まあ、しゃあない。富岡の弾き語りに俺はグラモックスをやんわりかぶせていった。ワンフレーズ遅れて小丸ちゃんのキーボードが絡んでくる。一音一音途切れるキー・タッチ。邪魔だ。サビからベースの小野、寺沢のドラムが入ってきた、ところでふと思いついた。

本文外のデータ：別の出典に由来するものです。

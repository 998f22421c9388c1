// This Source Code Form is subject to the terms of the Mozilla Public
// License, v. 2.0. If a copy of the MPL was not distributed with this
// file, You can obtain one at https://mozilla.org/MPL/2.0/.

pub mod clock;
pub mod config;
pub mod connection;
pub mod connection_tcp;
pub mod error;
pub mod log;
pub mod messages;
pub mod peer_handler;
pub mod router;
pub mod session;
pub mod validation;

#[cfg(test)]
mod proptest;

#[cfg(test)]
#[macro_use]
extern crate lazy_static;


#[cfg(test)]
pub mod connection_channel;

pub const BGP_PORT: u16 = 179;
pub const COMPONENT_BGP: &str = "bgp";
pub const MOD_ROUTER: &str = "router";
pub const MOD_NEIGHBOR: &str = "neighbor";

/// How long transport threads block before checking whether they should
/// stop.
pub const IO_TIMEOUT: std::time::Duration =
    std::time::Duration::from_millis(100);
// This Source Code Form is subject to the terms of the Mozilla Public
// License, v. 2.0. If a copy of the MPL was not distributed with this
// file, You can obtain one at https://mozilla.org/MPL/2.0/.

//! Session timers. Nothing here runs on its own: the router ticks every
//! session clock from its event loop and feeds the expiries to the FSM.

use rand::Rng;
use std::time::Duration;

/// How long a session stays in the stopped state waiting for its
/// notification to drain.
pub const STOPPED_INTERVAL: Duration = Duration::from_secs(10);

/// Hold time used between sending our OPEN and receiving the peer's.
///
/// Ref: RFC 4271 §8.2.2
pub const LARGE_HOLD_INTERVAL: Duration = Duration::from_secs(240);

#[derive(Debug, Clone)]
pub struct Timer {
    /// How long a timer runs until it fires.
    pub interval: Duration,

    enabled: bool,
    remaining: Duration,
}

impl Timer {
    /// Create a new, disabled timer with the specified interval.
    pub fn new(interval: Duration) -> Self {
        Self {
            interval,
            enabled: false,
            remaining: interval,
        }
    }

    /// Make the timer tick, decrementing the value by the specified
    /// resolution. The decrement saturates, so ticking once the timer has
    /// reached zero is a no-op. Use `expired` to check for expiration.
    pub fn tick(&mut self, resolution: Duration) {
        if self.enabled {
            self.remaining = self.remaining.saturating_sub(resolution);
        }
    }

    /// Returns true if the timer is enabled.
    pub fn enabled(&self) -> bool {
        self.enabled
    }

    /// Enable the timer. Only enabled timers can expire.
    pub fn enable(&mut self) {
        self.enabled = true
    }

    /// Disable the timer. Only enabled timers can expire.
    pub fn disable(&mut self) {
        self.enabled = false
    }

    /// Check if the timer has expired. Returns true if the timer is enabled
    /// and has ticked down to zero.
    pub fn expired(&self) -> bool {
        self.enabled && self.remaining.is_zero()
    }

    /// Reset the value of a timer to the timers interval.
    pub fn reset(&mut self) {
        self.remaining = self.interval;
    }

    /// Reset and enable. A timer with a zero interval stays disabled.
    pub fn restart(&mut self) {
        self.reset();
        self.enabled = !self.interval.is_zero();
    }

    /// Change the interval and restart. A zero interval leaves the timer
    /// disabled.
    pub fn set_interval(&mut self, interval: Duration) {
        self.interval = interval;
        self.reset();
        if interval.is_zero() {
            self.disable();
        } else {
            self.enable();
        }
    }

    pub fn remaining(&self) -> Duration {
        self.remaining
    }
}

/// A timer that fired.
#[derive(Debug, Clone, Copy, PartialEq, Eq)]
pub enum TimerKind {
    ConnectRetry,
    Hold,
    Keepalive,
    Stopped,
}

/// The timers of one peering session.
#[derive(Debug, Clone)]
pub struct SessionClock {
    pub connect_retry: Timer,
    pub hold: Timer,
    pub keepalive: Timer,
    pub stopped: Timer,
}

impl SessionClock {
    pub fn new(connect_retry: Duration) -> Self {
        Self {
            connect_retry: Timer::new(connect_retry),
            hold: Timer::new(LARGE_HOLD_INTERVAL),
            keepalive: Timer::new(Duration::ZERO),
            stopped: Timer::new(STOPPED_INTERVAL),
        }
    }

    /// Advance every timer by `elapsed`. Expired timers are disabled and
    /// reported, the FSM decides whether to start them again.
    pub fn tick(&mut self, elapsed: Duration) -> Vec<TimerKind> {
        let mut fired = Vec::new();
        for (kind, t) in [
            (TimerKind::ConnectRetry, &mut self.connect_retry),
            (TimerKind::Hold, &mut self.hold),
            (TimerKind::Keepalive, &mut self.keepalive),
            (TimerKind::Stopped, &mut self.stopped),
        ] {
            t.tick(elapsed);
            if t.expired() {
                t.disable();
                fired.push(kind);
            }
        }
        fired
    }

    pub fn stop_all(&mut self) {
        self.connect_retry.disable();
        self.hold.disable();
        self.keepalive.disable();
        self.stopped.disable();
    }
}

/// Scale `interval` by a random factor in [0.75, 1.0], never going below
/// one second.
///
/// Ref: RFC 4271 §10
pub fn jittered(interval: Duration) -> Duration {
    if interval.is_zero() {
        return interval;
    }
    let factor = rand::thread_rng().gen_range(0.75..=1.0);
    interval.mul_f64(factor).max(Duration::from_secs(1))
}
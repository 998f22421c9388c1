// This Source Code Form is subject to the terms of the Mozilla Public
// License, v. 2.0. If a copy of the MPL was not distributed with this
// file, You can obtain one at https://mozilla.org/MPL/2.0/.

use crate::types::{Afi, PathAttributeList};
use std::collections::HashSet;
use std::sync::Arc;

/// Hash-consing store for path attribute lists. Routes hold an `Arc` to the
/// interned list; the manager holds one more. A list whose only remaining
/// reference is the manager's own is dropped on the next `sweep`.
pub struct AttributeManager<A: Afi> {
    lists: HashSet<Arc<PathAttributeList<A>>>,
}

impl<A: Afi> Default for AttributeManager<A> {
    fn default() -> Self {
        Self {
            lists: HashSet::new(),
        }
    }
}

impl<A: Afi> AttributeManager<A> {
    pub fn new() -> Self {
        Self::default()
    }

    /// Return the shared copy of `attrs`, creating it on first use.
    pub fn intern(
        &mut self,
        attrs: PathAttributeList<A>,
    ) -> Arc<PathAttributeList<A>> {
        if let Some(existing) = self.lists.get(&attrs) {
            return existing.clone();
        }
        let attrs = Arc::new(attrs);
        self.lists.insert(attrs.clone());
        attrs
    }

    /// Drop every list no route references any more. Returns how many were
    /// released.
    pub fn sweep(&mut self) -> usize {
        let before = self.lists.len();
        self.lists.retain(|a| Arc::strong_count(a) > 1);
        before - self.lists.len()
    }

    pub fn len(&self) -> usize {
        self.lists.len()
    }

    pub fn is_empty(&self) -> bool {
        self.lists.is_empty()
    }
}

いっそ小野のベースに絡んでって小丸ちゃんにも素直に参加してもらって、ベース/ギター/キーボードのコーラス攻撃で行くか? ちょっと試した。やっぱダメだ。急に鍵盤のタッチが揺れだした。富岡も歌いづらそうだ。冒険はやめよう。
グラモックス……我慢だ。
セットリストにこめた富岡の狙いは理解できないじゃない。女子高生にもシンプルに聞けるし、適度にズレてるのも年上の面目を保つには効果的だ。でもやっぱグラモックスと……
着席組の女子高生と父兄の皆さまの頭の向こうに俺は目をこらした。やっぱ、いた。壁に寄りかかってしっかりこっちを見てる。真っ黒なロングヘアーにブラックスリム。ニューヨークパンクだ。パティ・スミスだ。
……あの女には退屈過ぎる。
どうにかしようぜ、グラモックス。でもどうにもならない。指がまるで手癖だけで動いて、音は時間みたいに流れるだけだ。意識だけはバンドを離れていく――あの女は、俺がジャニスやドアーズが好きなのをどうして知ってたんだろう。
いきなり質問が飛んできた時、俺はあの女をきょうの出演者だとソッコー無意識に決めつけた。で、面倒臭えこと訊きやがる突拍子もない変なやつ、と思った。でも今にして思えば、こいつ――今ステージの真ん中で、どこで見てきたんだ? ってなへなちょこロッカーを演じてる富岡ちゃんの知り合いだと考えたほうが自然なような気がする。あいつはこいつの知り合いで、そんでこいつから俺の音楽の好みを聞き、自分と似たような趣味だったもんで話しかけてきたんだと、そう考えたほうが。
だがしかし……こんな、今まさに超シット野郎に成り下がってニコニコ得意げに「ルビー・チューズデイ」なんぞ歌ってるような軽率な男にあんな気の利いた知り合いがいるとは、やっぱ思えない。
そうか。やっぱそうか。だよな。
あの女は単純に純粋に、この俺に興味があるのだ。そんできょうここにいたるまでに、なにげに俺の音楽的嗜好など調べ上げたのだ。で、やっとさっきああやって話しかけてきた。